Isaac Regional Council Mayor Anne Baker reflected on 2020. Picture: Daryl Wright
Isaac Regional Council Mayor Anne Baker reflected on 2020. Picture: Daryl Wright

‘Year of sadness’ to make way for opportunity in CQ council

The Isaac region hopes to move from a “year of sadness” to one of opportunity as residents are asked to take charge of the future in their communities.

Isaac Regional Council Mayor Anne Baker said this year was about recovery and resilience.

Cr Baker said in the first six months of the year the Isaac region would set out its vision for the next five years.

She said the council would touch base with all its communities to discuss the infrastructure, social elements and community facilities needed.

“We’re going to the community and asking what do you see for your communities future,” Cr Baker said.

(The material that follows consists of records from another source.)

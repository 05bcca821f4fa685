use model::core::value::Value;
use std::fmt;

#[derive(Debug, Clone, Copy, PartialEq, Eq)]
pub enum CompareOp {
    Eq,
    NotEq,
    Gt,
    GtEq,
    Lt,
    LtEq,
}

impl fmt::Display for CompareOp {
    fn fmt(&self, f: &mut fmt::Formatter<'_>) -> fmt::Result {
        let op = match self {
            CompareOp::Eq => "=",
            CompareOp::NotEq => "<>",
            CompareOp::Gt => ">",
            CompareOp::GtEq => ">=",
            CompareOp::Lt => "<",
            CompareOp::LtEq => "<=",
        };
        f.write_str(op)
    }
}

/// `column <op> value`; a request's conditions are ANDed together.
#[derive(Debug, Clone, PartialEq)]
pub struct Condition {
    pub column: String,
    pub op: CompareOp,
    pub value: Value,
}

impl Condition {
    pub fn new(column: &str, op: CompareOp, value: impl Into<Value>) -> Self {
        Self {
            column: column.to_string(),
            op,
            value: value.into(),
        }
    }
}

#[derive(Debug, Clone, PartialEq)]
pub struct FetchRowsRequest {
    pub table: String,
    /// Empty means every column.
    pub columns: Vec<String>,
    pub conditions: Vec<Condition>,
    pub order_by: Option<String>,
    pub limit: Option<usize>,
    pub offset: Option<usize>,
}

impl FetchRowsRequest {
    /// Same request addressed at a `(limit, offset)` window.
    pub fn page(&self, limit: usize, offset: usize) -> Self {
        Self {
            limit: Some(limit),
            offset: Some(offset),
            ..self.clone()
        }
    }
}

pub struct FetchRowsRequestBuilder {
    table: String,
    columns: Vec<String>,
    conditions: Vec<Condition>,
    order_by: Option<String>,
    limit: Option<usize>,
    offset: Option<usize>,
}

impl FetchRowsRequestBuilder {
    pub fn new(table: &str) -> Self {
        FetchRowsRequestBuilder {
            table: table.to_string(),
            columns: Vec::new(),
            conditions: Vec::new(),
            order_by: None,
            limit: None,
            offset: None,
        }
    }

    pub fn columns(mut self, columns: &[&str]) -> Self {
        self.columns = columns.iter().map(|c| c.to_string()).collect();
        self
    }

    pub fn filter(mut self, condition: Condition) -> Self {
        self.conditions.push(condition);
        self
    }

    pub fn order_by(mut self, column: &str) -> Self {
        self.order_by = Some(column.to_string());
        self
    }

    pub fn limit(mut self, limit: usize) -> Self {
        self.limit = Some(limit);
        self
    }

    pub fn offset(mut self, offset: usize) -> Self {
        self.offset = Some(offset);
        self
    }

    pub fn build(self) -> FetchRowsRequest {
        FetchRowsRequest {
            table: self.table,
            columns: self.columns,
            conditions: self.conditions,
            order_by: self.order_by,
            limit: self.limit,
            offset: self.offset,
        }
    }
}

#[derive(Debug, Clone, PartialEq)]
pub enum WriteRequest {
    Insert {
        table: String,
        values: Vec<(String, Value)>,
    },
    Update {
        table: String,
        set: Vec<(String, Value)>,
        conditions: Vec<Condition>,
    },
    Delete {
        table: String,
        conditions: Vec<Condition>,
    },
}

impl WriteRequest {
    pub fn insert(table: &str, values: Vec<(&str, Value)>) -> Self {
        WriteRequest::Insert {
            table: table.to_string(),
            values: values
                .into_iter()
                .map(|(c, v)| (c.to_string(), v))
                .collect(),
        }
    }

    pub fn update(table: &str, set: Vec<(&str, Value)>, conditions: Vec<Condition>) -> Self {
        WriteRequest::Update {
            table: table.to_string(),
            set: set.into_iter().map(|(c, v)| (c.to_string(), v)).collect(),
            conditions,
        }
    }

    pub fn delete(table: &str, conditions: Vec<Condition>) -> Self {
        WriteRequest::Delete {
            table: table.to_string(),
            conditions,
        }
    }

    pub fn table(&self) -> &str {
        match self {
            WriteRequest::Insert { table, .. }
            | WriteRequest::Update { table, .. }
            | WriteRequest::Delete { table, .. } => table,
        }
    }
}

“What does the future look like for us?

“There’s changes afoot.”

Isaac Regional Council Mayor Anne Baker welcomed Alliance Airlines CEO Lee Schofield (right) and Peabody Energy General Manager Mark Turner from the first of the scheduled Brisbane-Moranbah-Brisbane flights operated by Alliance.
Isaac Regional Council Mayor Anne Baker welcomed Alliance Airlines CEO Lee Schofield (right) and Peabody Energy General Manager Mark Turner from the first of the scheduled Brisbane-Moranbah-Brisbane flights operated by Alliance.

Cr Baker said that period of community consultation was the most important part of the five-year strategy.

Critically, she said the council would plan how mining communities could manage the wave of automation about to hit the mining industry.

Cr Baker said the council was balancing its budget with a $1 million strategic recovery plan.

“While the mining industry continued, all our businesses and community groups were heavily impacted,” she said.

“Recovery takes a long time.

“It will take a good few years to reinvigorate public events.”

Cr Baker said the council’s Shop Isaac campaign had distributed 4500 cards, the equivalent of $35,000, to be spent at Isaac businesses.

Isaac Regional Council mayor Anne Baker says the region's resilience and determination will be its greatest assets. Picture: Contributed.
Isaac Regional Council mayor Anne Baker says the region's resilience and determination will be its greatest assets. Picture: Contributed.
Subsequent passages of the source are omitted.